What is required: Please restate, exactly as written, the lines running from the beginning of the material through the line that has "memory at once" in it.

Available data:
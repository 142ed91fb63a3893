//! # chunk_aggregator
//!
//! `chunk_aggregator` computes per-key minimum, mean and maximum over large
//! `key;value` text files, where each value is a fixed-point decimal with one
//! fractional digit (`Hamburg;12.3`). It supports:
//!
//! - Record-aligned chunking: every chunk ends right after a line terminator
//! - A bounded worker pool built on Rayon, at most N chunks in memory at once
//! - A custom fixed-point parser with integer arithmetic, no `str::parse`
//! - Exact accumulation in tenths, so results do not depend on chunk size or
//!   merge order
//! - Malformed values reported per record instead of aborting the run
//!
//! # Example
//!
//! ```rust,no_run
//! use chunk_aggregator::{aggregate_file, PipelineConfig};
//!
//! fn main() -> Result<(), Box<dyn std::error::Error>> {
//!     let config = PipelineConfig::default().with_chunk_size(8 * 1024 * 1024);
//!     let result = aggregate_file("measurements.txt", config)?;
//!
//!     for (station, stats) in result.summaries() {
//!         println!("{} => {:.1}/{:.1}/{:.1}", station, stats.min, stats.mean, stats.max);
//!     }
//!     println!("{} rows", result.summary().rows_processed);
//!
//!     Ok(())
//! }
//! ```

pub mod processor;

pub use processor::report::format_report;
pub use processor::{
    Aggregate, AggregateMap, AggregationResult, ChunkedAggregator, ParseError, ParseSummary,
    PipelineConfig, ProcessorError, StationSummary, aggregate_file,
};
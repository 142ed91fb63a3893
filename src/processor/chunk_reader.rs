use std::fs::File;
use std::io;

use memchr::memrchr;

use crate::processor::ProcessorError;
use crate::processor::constants::LINE_TERMINATOR;

/// Sources that can be read at an absolute byte offset without shared
/// cursor state.
pub trait PositionalRead {
    /// Reads into `buf` starting at `offset`. Returning `Ok(0)` means end of
    /// input; short reads are allowed.
    fn read_at(&self, buf: &mut [u8], offset: u64) -> io::Result<usize>;
}

impl PositionalRead for File {
    #[cfg(unix)]
    fn read_at(&self, buf: &mut [u8], offset: u64) -> io::Result<usize> {
        std::os::unix::fs::FileExt::read_at(self, buf, offset)
    }

    #[cfg(windows)]
    fn read_at(&self, buf: &mut [u8], offset: u64) -> io::Result<usize> {
        std::os::windows::fs::FileExt::seek_read(self, buf, offset)
    }
}

impl PositionalRead for [u8] {
    fn read_at(&self, buf: &mut [u8], offset: u64) -> io::Result<usize> {
        let start = usize::try_from(offset).unwrap_or(usize::MAX).min(self.len());
        let n = buf.len().min(self.len() - start);
        buf[..n].copy_from_slice(&self[start..start + n]);
        Ok(n)
    }
}

impl PositionalRead for Vec<u8> {
    fn read_at(&self, buf: &mut [u8], offset: u64) -> io::Result<usize> {
        self.as_slice().read_at(buf, offset)
    }
}

impl<T: PositionalRead + ?Sized> PositionalRead for &T {
    fn read_at(&self, buf: &mut [u8], offset: u64) -> io::Result<usize> {
        (**self).read_at(buf, offset)
    }
}

/// One record-aligned window of the input.
#[derive(Debug)]
pub struct Chunk {
    offset: u64,
    data: Vec<u8>,
    bytes_read: usize,
    last_newline: Option<usize>,
}

impl Chunk {
    /// Absolute file offset of the first byte
    pub fn offset(&self) -> u64 {
        self.offset
    }

    /// Bytes returned by the read, including any deferred partial line
    pub fn bytes_read(&self) -> usize {
        self.bytes_read
    }

    /// Index of the last line terminator in the bytes read
    pub fn last_newline(&self) -> Option<usize> {
        self.last_newline
    }

    /// True when the read returned no bytes at all
    pub fn is_eof(&self) -> bool {
        self.bytes_read == 0
    }

    /// Bytes this chunk owns; the caller's next offset is `offset + effective_len`.
    pub fn effective_len(&self) -> usize {
        self.data.len()
    }

    /// Complete records of this chunk
    pub fn data(&self) -> &[u8] {
        &self.data
    }

    pub fn into_data(self) -> Vec<u8> {
        self.data
    }
}

/// Reads up to `requested_size` bytes at `start_offset` and cuts the window
/// after its last line terminator.
///
/// Bytes past the last terminator are left for the next read. At end of
/// input an unterminated last line stays in the chunk. A full window with no
/// terminator before end of input fails with [`ProcessorError::LineTooLong`].
/// Any I/O error is returned as is and is meant to end the run.
pub fn read_chunk<R>(
    source: &R,
    requested_size: usize,
    start_offset: u64,
) -> Result<Chunk, ProcessorError>
where
    R: PositionalRead + ?Sized,
{
    let mut data = vec![0u8; requested_size];
    let bytes_read = fill(source, &mut data, start_offset)?;
    data.truncate(bytes_read);

    let reached_end = bytes_read < requested_size;
    let last_newline = memrchr(LINE_TERMINATOR, &data);

    let effective_len = match last_newline {
        _ if reached_end => bytes_read,
        Some(idx) => idx + 1,
        None => {
            // The window may end exactly where the input does.
            let mut probe = [0u8; 1];
            if fill(source, &mut probe, start_offset + bytes_read as u64)? == 0 {
                bytes_read
            } else {
                return Err(ProcessorError::LineTooLong {
                    offset: start_offset,
                    chunk_size: requested_size,
                });
            }
        }
    };
    data.truncate(effective_len);

    Ok(Chunk {
        offset: start_offset,
        data,
        bytes_read,
        last_newline,
    })
}

/// Reads until `buf` is full or the source reports end of input.
fn fill<R>(source: &R, buf: &mut [u8], offset: u64) -> Result<usize, ProcessorError>
where
    R: PositionalRead + ?Sized,
{
    let mut filled = 0;
    while filled < buf.len() {
        match source.read_at(&mut buf[filled..], offset + filled as u64) {
            Ok(0) => break,
            Ok(n) => filled += n,
            Err(e) if e.kind() == io::ErrorKind::Interrupted => continue,
            Err(e) => return Err(ProcessorError::Io(e)),
        }
    }
    Ok(filled)
}
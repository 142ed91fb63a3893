use std::path::PathBuf;
use std::process::ExitCode;

use anyhow::{Context, Result};
use chunk_aggregator::processor::constants::DEFAULT_INPUT_PATH;
use chunk_aggregator::{ChunkedAggregator, PipelineConfig, format_report};
use clap::Parser;
use jemallocator::Jemalloc;
use tracing::error;
use tracing_subscriber::EnvFilter;

#[global_allocator]
static GLOBAL: Jemalloc = Jemalloc;

#[derive(Parser, Debug)]
#[command(about = "Per-key min/mean/max over a key;value measurements file")]
struct Args {
    /// Input file of `key;value` lines
    #[arg(default_value = DEFAULT_INPUT_PATH)]
    input: PathBuf,
    /// Bytes read per chunk (overrides CHUNK_AGG_CHUNK_SIZE)
    #[arg(long)]
    chunk_size: Option<usize>,
    /// Chunks parsed concurrently (overrides CHUNK_AGG_CONCURRENCY)
    #[arg(long)]
    concurrency: Option<usize>,
    /// Print row, chunk and error counts to stderr
    #[arg(long)]
    stats: bool,
}

fn main() -> ExitCode {
    tracing_subscriber::fmt()
        .with_env_filter(
            EnvFilter::try_from_default_env().unwrap_or_else(|_| EnvFilter::new("info")),
        )
        .with_writer(std::io::stderr)
        .init();

    match run(Args::parse()) {
        Ok(()) => ExitCode::SUCCESS,
        Err(e) => {
            error!("{:#}", e);
            ExitCode::FAILURE
        }
    }
}

fn run(args: Args) -> Result<()> {
    let mut config =
        PipelineConfig::from_env().context("reading configuration from environment")?;
    if let Some(chunk_size) = args.chunk_size {
        config = config.with_chunk_size(chunk_size);
    }
    if let Some(concurrency) = args.concurrency {
        config = config.with_concurrency(concurrency);
    }

    let file = std::fs::File::open(&args.input)
        .with_context(|| format!("open {}", args.input.display()))?;
    let aggregator = ChunkedAggregator::new(config)?;
    let result = aggregator
        .run(&file)
        .with_context(|| format!("aggregate {}", args.input.display()))?;

    println!("{}", format_report(&result));

    if args.stats {
        let summary = result.summary();
        eprintln!(
            "chunks={} bytes={} rows={} skipped={} malformed={} keys={} peak={} elapsed={:?}",
            summary.chunks,
            summary.bytes_processed,
            summary.rows_processed,
            summary.lines_skipped,
            summary.malformed,
            result.aggregates().len(),
            result.peak_in_flight(),
            result.elapsed()
        );
    }

    Ok(())
}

Task solution:
repository 142ed91fb63a3893
//! # chunk_aggregator
//!
//! `chunk_aggregator` computes per-key minimum, mean and maximum over large
//! `key;value` text files, where each value is a fixed-point decimal with one
//! fractional digit (`Hamburg;12.3`). It supports:
//!
//! - Record-aligned chunking: every chunk ends right after a line terminator
//! - A bounded worker pool built on Rayon, at most N chunks in memory at once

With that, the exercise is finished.